Work instruction –
Each line of the records that includes "Debug" should be found and copied.
Start of Source data
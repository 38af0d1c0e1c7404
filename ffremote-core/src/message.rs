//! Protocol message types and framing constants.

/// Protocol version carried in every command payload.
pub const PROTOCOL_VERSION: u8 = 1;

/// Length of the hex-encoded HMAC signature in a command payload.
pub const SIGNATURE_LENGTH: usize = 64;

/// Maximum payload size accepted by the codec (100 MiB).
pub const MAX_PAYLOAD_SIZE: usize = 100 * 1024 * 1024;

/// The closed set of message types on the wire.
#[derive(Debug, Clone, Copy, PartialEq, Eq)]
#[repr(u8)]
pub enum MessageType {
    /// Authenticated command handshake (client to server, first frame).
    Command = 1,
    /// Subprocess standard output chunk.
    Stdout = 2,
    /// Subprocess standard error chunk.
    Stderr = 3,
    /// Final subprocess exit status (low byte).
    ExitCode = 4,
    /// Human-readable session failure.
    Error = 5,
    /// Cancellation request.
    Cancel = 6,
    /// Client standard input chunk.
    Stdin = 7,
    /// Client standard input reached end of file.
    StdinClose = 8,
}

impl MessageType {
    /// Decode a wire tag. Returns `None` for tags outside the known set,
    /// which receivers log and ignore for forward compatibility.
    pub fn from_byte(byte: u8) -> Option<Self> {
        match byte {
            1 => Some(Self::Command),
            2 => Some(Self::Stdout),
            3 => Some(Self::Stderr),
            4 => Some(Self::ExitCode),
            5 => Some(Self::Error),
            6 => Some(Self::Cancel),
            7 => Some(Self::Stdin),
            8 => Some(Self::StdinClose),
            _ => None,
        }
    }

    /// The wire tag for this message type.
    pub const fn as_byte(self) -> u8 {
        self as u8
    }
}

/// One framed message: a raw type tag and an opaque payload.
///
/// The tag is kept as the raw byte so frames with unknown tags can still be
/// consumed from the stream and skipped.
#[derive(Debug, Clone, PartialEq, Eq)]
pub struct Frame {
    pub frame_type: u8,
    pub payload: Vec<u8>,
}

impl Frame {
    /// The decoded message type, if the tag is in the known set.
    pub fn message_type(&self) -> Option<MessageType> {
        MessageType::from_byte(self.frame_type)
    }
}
End of Source data
Reply to the task –
#[derive(Debug, Clone, Copy, PartialEq, Eq)]
#[derive(Debug, Clone, PartialEq, Eq)]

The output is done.